* Requirement
Reproduce the entries below exactly, but only from the line containing "filename src/glm/optimize.rs" to the line containing "search replaces wholesale", inclusive.

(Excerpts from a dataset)
== Segment start ==

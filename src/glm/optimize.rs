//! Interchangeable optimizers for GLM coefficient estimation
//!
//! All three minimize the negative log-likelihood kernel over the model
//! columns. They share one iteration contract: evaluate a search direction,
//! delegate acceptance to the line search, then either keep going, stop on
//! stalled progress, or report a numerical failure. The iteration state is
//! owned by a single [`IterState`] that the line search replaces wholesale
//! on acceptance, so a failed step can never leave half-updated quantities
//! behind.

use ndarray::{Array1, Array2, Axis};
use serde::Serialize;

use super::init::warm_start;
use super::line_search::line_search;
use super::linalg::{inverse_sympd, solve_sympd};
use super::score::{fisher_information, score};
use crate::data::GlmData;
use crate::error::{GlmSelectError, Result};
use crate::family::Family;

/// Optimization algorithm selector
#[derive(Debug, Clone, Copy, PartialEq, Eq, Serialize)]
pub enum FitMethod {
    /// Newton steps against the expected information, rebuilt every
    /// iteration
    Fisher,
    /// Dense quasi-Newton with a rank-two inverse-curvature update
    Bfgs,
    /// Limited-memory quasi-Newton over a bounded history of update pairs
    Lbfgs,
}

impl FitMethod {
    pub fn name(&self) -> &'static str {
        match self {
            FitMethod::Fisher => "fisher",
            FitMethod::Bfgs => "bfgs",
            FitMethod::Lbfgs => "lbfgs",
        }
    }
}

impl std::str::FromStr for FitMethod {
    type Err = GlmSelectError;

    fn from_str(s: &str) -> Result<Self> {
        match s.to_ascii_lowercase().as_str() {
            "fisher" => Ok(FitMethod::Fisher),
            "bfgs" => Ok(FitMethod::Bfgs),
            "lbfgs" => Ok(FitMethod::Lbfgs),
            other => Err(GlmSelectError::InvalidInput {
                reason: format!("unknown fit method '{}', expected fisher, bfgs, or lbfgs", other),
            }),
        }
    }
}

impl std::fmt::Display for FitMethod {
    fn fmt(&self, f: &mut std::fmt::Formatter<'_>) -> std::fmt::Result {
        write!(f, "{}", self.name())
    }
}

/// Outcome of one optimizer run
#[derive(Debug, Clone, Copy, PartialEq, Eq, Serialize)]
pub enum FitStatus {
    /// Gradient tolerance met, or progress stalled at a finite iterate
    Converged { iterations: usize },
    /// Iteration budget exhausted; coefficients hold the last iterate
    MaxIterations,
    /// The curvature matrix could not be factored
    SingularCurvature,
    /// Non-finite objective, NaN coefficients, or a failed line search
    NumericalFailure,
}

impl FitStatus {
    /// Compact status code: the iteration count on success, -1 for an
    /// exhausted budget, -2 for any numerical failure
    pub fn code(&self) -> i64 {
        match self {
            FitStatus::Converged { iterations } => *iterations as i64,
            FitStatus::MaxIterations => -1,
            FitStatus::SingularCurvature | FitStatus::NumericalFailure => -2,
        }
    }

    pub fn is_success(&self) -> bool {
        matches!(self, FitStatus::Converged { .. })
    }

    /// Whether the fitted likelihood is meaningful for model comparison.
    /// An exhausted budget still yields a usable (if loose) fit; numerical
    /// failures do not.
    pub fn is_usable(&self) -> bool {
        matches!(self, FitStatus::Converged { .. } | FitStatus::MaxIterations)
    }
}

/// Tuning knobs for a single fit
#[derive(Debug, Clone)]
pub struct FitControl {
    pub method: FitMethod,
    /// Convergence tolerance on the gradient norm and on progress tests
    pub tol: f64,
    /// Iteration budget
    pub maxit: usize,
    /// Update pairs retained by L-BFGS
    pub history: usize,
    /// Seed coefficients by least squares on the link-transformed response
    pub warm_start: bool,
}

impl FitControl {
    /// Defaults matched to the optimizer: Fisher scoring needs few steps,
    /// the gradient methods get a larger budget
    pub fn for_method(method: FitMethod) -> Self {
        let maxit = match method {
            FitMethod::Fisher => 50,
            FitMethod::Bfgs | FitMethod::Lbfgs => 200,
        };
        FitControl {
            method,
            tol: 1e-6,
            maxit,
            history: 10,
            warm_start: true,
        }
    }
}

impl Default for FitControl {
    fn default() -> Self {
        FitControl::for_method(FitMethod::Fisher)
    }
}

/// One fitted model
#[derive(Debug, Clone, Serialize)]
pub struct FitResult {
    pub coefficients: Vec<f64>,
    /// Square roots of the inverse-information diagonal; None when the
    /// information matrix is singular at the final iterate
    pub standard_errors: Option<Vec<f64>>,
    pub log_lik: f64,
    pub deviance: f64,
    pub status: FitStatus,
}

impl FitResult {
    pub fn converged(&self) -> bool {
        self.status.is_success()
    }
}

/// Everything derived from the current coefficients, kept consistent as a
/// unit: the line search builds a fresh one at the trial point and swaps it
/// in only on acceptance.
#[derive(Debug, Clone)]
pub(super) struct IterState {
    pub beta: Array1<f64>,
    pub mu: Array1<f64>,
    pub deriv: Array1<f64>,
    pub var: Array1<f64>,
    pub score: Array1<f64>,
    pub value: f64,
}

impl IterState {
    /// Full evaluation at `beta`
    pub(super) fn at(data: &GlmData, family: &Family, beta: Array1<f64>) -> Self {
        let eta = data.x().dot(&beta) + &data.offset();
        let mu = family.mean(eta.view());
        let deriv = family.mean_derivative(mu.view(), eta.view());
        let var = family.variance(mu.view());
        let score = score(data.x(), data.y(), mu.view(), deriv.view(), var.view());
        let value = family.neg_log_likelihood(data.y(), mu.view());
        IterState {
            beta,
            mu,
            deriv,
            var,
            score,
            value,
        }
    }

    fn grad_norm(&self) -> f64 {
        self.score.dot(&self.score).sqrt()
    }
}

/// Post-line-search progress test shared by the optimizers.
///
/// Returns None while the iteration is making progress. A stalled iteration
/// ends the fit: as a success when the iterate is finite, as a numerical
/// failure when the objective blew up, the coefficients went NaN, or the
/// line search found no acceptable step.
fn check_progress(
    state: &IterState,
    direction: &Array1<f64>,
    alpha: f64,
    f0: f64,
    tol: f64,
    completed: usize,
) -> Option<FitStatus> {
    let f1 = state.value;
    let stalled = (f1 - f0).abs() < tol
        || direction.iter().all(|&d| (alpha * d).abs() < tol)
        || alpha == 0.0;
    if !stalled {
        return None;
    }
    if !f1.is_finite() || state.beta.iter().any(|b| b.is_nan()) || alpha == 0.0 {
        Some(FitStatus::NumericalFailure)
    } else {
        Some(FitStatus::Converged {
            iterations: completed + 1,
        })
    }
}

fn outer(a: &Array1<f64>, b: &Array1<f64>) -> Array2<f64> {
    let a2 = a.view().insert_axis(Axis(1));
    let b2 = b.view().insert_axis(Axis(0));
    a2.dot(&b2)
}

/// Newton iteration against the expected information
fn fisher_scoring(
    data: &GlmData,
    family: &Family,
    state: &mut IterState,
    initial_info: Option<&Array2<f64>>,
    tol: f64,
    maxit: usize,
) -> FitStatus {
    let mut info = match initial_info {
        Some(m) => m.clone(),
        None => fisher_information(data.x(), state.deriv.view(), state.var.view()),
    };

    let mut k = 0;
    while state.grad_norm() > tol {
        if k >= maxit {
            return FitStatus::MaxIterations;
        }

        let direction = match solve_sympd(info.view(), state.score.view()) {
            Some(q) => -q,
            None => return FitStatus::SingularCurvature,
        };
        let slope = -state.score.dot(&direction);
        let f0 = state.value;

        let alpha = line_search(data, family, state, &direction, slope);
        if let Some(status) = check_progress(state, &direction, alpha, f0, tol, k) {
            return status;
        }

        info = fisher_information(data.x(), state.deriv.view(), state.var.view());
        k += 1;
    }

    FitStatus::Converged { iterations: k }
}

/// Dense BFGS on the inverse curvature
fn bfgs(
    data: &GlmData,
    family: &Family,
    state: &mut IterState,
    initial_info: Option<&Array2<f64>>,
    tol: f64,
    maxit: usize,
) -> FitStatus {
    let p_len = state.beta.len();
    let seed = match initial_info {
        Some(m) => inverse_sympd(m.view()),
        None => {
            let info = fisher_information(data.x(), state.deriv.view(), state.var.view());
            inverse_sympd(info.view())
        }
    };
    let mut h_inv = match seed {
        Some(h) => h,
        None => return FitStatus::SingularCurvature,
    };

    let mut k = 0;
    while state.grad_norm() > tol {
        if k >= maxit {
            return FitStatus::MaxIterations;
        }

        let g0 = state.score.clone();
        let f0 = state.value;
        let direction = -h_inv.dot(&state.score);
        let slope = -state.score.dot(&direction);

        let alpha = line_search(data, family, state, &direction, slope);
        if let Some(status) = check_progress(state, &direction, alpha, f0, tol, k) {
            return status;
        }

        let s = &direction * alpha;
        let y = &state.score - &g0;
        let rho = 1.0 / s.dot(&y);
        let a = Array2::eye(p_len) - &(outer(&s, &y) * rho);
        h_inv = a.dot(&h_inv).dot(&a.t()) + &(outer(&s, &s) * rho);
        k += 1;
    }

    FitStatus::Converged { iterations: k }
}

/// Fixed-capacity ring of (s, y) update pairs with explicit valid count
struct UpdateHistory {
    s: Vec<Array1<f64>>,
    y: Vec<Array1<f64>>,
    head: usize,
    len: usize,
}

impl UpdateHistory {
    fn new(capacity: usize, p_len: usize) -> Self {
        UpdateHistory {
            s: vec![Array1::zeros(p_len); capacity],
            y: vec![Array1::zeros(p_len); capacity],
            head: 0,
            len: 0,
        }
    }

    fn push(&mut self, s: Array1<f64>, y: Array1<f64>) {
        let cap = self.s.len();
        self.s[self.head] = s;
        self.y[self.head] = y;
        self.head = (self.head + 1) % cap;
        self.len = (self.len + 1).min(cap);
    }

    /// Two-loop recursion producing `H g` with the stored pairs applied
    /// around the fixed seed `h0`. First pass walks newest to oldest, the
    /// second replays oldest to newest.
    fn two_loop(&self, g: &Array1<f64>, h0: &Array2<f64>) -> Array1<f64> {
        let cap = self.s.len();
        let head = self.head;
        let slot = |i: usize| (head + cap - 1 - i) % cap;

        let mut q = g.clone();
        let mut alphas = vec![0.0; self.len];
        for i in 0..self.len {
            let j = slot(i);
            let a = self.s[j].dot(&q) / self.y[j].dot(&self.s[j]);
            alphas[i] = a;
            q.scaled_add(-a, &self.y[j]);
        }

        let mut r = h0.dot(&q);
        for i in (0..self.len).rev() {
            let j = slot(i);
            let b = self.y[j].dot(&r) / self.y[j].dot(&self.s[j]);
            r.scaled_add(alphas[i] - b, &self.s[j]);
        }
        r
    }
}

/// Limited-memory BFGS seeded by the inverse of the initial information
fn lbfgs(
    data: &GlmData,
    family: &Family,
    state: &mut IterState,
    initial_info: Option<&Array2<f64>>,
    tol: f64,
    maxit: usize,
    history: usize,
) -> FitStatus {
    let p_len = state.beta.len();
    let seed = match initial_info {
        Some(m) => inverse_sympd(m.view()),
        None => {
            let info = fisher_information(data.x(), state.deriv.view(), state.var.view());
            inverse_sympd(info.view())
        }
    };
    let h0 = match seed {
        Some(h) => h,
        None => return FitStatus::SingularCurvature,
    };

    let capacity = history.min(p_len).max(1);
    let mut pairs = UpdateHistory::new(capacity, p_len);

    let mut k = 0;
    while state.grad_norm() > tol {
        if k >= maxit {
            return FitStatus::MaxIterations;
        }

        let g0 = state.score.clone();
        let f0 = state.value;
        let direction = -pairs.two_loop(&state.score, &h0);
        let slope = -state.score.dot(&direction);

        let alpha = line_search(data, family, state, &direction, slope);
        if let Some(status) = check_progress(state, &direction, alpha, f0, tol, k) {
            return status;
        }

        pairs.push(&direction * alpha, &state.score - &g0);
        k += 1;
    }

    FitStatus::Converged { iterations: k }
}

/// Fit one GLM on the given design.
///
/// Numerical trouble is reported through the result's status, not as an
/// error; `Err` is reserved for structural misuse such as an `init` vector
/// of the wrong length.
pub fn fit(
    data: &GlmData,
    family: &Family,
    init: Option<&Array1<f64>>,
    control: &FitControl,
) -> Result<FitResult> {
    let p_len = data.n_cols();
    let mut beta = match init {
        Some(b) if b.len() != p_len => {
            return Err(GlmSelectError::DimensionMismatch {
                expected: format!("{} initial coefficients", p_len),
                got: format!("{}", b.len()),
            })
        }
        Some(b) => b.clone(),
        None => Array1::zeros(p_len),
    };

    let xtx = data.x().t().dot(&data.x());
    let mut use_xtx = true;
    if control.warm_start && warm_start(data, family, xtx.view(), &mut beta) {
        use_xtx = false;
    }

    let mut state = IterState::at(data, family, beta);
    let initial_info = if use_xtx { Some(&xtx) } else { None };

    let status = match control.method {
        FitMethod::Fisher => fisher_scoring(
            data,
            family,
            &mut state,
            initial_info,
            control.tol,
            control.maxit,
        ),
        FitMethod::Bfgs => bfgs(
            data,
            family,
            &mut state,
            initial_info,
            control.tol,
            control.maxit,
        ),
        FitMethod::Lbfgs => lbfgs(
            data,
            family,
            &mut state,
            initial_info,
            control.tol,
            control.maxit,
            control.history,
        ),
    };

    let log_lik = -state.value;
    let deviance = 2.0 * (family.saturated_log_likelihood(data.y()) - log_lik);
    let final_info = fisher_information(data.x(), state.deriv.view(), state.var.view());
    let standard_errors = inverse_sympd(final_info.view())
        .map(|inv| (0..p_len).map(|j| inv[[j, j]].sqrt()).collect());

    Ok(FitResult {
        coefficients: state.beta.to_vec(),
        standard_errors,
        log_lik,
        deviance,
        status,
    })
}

== Segment end ==
== Segment start ==

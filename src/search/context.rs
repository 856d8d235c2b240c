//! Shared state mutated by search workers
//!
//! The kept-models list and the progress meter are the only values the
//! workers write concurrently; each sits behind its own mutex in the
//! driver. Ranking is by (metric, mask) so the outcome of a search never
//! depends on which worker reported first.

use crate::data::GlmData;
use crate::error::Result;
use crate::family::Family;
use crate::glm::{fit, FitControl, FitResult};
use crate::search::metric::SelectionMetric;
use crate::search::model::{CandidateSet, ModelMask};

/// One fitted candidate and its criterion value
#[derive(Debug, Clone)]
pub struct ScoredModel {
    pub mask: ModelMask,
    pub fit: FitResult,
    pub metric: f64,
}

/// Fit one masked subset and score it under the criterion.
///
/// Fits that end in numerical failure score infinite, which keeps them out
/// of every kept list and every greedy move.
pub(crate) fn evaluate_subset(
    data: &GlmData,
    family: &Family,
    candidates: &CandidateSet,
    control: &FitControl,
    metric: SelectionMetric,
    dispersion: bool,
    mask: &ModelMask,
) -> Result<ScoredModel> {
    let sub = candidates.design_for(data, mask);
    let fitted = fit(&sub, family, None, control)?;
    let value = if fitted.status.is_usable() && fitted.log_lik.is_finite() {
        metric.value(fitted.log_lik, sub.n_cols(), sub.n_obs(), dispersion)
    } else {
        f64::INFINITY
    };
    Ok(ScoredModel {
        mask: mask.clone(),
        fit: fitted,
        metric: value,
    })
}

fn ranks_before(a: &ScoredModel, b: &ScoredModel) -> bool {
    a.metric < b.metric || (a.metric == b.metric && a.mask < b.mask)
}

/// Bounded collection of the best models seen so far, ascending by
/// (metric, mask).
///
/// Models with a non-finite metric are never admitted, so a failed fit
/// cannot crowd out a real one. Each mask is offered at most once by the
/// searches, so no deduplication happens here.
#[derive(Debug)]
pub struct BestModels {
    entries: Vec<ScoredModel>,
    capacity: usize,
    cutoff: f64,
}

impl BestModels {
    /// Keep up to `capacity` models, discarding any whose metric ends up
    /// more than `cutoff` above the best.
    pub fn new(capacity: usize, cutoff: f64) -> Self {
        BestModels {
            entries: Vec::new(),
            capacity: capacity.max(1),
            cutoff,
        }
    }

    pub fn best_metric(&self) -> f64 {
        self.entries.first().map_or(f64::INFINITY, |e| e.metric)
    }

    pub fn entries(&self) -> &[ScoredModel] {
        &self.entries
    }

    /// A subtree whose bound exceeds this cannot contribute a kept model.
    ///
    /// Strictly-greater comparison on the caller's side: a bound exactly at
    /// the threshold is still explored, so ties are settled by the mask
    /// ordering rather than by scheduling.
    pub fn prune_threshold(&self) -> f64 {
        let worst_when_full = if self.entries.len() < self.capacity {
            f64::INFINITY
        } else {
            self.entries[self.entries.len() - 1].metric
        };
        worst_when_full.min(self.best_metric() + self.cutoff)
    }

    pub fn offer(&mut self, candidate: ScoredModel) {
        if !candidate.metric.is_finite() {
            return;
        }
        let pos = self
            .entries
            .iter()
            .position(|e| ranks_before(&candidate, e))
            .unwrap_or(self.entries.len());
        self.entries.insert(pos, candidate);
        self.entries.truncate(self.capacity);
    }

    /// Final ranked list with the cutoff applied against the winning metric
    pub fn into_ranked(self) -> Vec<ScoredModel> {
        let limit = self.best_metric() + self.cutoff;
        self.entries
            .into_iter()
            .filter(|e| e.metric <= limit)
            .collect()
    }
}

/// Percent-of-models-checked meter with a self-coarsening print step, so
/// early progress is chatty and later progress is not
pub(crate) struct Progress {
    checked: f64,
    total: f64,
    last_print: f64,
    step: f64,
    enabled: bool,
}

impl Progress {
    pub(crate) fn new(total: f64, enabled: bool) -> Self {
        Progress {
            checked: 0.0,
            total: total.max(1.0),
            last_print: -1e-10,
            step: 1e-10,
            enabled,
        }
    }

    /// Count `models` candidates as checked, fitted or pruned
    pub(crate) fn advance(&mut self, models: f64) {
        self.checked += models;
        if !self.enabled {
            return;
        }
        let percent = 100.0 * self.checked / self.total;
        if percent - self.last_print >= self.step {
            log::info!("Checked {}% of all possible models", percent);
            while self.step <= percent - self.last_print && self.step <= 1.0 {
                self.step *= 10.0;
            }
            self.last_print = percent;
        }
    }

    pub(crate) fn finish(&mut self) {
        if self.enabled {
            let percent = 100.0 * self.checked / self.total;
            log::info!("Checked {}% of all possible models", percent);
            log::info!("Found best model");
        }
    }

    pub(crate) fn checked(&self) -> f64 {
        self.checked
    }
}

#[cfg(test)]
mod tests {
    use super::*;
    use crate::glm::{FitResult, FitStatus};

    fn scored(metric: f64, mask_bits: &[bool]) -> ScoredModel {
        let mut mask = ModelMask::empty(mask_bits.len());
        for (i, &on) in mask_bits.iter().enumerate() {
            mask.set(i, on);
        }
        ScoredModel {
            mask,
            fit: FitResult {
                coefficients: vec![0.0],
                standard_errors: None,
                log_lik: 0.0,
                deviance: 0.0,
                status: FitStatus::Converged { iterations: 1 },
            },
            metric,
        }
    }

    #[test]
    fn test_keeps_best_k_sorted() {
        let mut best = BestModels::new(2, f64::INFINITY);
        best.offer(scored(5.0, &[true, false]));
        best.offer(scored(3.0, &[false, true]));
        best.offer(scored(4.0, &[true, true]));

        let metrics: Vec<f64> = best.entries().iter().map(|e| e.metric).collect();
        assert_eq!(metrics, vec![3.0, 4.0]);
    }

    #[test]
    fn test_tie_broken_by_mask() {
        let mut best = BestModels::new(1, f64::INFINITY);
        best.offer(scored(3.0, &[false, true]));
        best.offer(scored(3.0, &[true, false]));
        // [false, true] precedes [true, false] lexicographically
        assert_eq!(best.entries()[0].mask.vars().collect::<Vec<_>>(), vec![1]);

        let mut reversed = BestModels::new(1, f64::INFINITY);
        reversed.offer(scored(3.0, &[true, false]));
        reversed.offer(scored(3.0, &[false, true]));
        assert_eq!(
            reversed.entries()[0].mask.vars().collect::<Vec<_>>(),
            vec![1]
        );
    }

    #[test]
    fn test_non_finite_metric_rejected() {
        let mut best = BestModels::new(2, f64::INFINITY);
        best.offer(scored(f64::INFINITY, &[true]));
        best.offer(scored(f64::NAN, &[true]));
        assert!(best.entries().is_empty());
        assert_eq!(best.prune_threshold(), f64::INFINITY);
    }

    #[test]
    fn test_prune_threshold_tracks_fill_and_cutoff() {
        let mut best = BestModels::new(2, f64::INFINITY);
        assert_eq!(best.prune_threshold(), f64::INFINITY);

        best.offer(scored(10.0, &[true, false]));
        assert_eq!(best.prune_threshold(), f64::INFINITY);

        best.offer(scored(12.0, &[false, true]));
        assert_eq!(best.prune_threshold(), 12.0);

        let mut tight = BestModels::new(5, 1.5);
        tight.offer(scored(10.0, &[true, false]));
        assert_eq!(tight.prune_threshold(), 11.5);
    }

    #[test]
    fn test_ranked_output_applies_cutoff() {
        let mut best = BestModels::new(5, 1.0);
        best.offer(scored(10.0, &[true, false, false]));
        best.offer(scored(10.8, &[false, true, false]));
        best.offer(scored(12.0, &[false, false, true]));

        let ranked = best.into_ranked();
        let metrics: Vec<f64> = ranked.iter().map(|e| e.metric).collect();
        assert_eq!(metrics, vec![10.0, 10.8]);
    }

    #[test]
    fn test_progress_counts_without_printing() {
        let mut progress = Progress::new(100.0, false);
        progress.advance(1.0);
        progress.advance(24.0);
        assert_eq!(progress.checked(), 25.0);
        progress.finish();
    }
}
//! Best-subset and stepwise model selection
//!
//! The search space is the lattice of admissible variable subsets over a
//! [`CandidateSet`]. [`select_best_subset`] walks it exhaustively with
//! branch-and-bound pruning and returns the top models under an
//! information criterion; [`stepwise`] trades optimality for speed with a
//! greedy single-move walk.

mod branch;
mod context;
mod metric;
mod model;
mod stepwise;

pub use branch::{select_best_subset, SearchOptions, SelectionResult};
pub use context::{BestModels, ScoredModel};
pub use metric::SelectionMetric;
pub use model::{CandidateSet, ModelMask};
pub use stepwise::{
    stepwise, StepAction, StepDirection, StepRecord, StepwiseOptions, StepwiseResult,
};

== Segment end ==

* Solution to this task
filename src/glm/optimize.rs
//! Interchangeable optimizers for GLM coefficient estimation
//!
//! All three minimize the negative log-likelihood kernel over the model
//! columns. They share one iteration contract: evaluate a search direction,
//! delegate acceptance to the line search, then either keep going, stop on
//! stalled progress, or report a numerical failure. The iteration state is
//! owned by a single [`IterState`] that the line search replaces wholesale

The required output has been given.